== Problem ==
All lines of the records below that contain the word "bool" must be listed.

┄┄┄┄┄┄┄┄┄┄

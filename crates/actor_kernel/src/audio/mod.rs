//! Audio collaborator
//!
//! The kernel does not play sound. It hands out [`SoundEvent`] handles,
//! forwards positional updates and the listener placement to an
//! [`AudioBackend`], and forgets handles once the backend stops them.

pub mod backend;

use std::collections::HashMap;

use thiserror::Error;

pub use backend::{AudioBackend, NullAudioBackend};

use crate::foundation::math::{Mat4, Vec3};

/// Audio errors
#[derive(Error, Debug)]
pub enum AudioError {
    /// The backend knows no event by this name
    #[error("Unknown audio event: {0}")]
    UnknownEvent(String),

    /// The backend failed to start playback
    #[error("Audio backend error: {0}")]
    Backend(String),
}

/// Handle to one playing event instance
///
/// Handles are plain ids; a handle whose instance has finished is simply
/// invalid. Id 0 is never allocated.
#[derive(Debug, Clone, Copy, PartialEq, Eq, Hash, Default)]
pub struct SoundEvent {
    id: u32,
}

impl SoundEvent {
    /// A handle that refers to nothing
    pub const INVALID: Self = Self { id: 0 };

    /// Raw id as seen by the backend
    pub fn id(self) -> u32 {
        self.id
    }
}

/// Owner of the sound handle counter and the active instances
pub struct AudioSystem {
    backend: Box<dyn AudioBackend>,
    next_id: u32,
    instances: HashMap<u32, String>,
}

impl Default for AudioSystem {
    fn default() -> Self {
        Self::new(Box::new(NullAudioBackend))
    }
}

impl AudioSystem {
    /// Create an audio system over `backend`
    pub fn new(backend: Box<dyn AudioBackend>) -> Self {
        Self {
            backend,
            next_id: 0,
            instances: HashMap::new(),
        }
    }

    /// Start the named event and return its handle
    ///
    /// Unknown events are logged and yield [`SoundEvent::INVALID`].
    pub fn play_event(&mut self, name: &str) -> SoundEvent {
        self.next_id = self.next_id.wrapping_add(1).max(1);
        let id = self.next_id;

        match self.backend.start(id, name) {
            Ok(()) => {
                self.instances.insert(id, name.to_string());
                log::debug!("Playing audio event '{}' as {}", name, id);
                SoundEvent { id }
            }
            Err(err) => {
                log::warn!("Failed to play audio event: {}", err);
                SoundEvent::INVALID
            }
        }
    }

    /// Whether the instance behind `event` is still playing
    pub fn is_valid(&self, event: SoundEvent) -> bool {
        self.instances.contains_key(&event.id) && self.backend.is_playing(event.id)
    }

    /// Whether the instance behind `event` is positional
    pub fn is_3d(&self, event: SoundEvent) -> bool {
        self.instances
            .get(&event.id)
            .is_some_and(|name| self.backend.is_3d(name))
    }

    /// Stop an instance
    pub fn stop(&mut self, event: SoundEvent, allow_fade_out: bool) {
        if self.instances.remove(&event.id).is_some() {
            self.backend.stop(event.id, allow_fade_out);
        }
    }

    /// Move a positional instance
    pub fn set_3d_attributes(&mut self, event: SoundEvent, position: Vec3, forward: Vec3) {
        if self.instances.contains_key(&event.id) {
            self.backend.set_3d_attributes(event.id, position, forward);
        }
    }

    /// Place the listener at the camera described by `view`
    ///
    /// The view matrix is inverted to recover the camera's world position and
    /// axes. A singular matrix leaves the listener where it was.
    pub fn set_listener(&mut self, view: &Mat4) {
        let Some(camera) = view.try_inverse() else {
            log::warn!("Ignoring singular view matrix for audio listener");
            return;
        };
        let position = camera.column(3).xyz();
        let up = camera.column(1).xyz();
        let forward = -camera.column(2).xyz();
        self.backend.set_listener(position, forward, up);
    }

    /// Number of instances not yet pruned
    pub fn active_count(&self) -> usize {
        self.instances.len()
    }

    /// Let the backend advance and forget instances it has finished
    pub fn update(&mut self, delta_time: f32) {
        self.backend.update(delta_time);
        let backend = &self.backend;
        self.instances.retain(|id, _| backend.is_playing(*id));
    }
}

┄┄┄┄┄┄┄┄┄┄

== Task answer ==
    pub fn is_valid(&self, event: SoundEvent) -> bool {
    pub fn is_3d(&self, event: SoundEvent) -> bool {
    pub fn stop(&mut self, event: SoundEvent, allow_fade_out: bool) {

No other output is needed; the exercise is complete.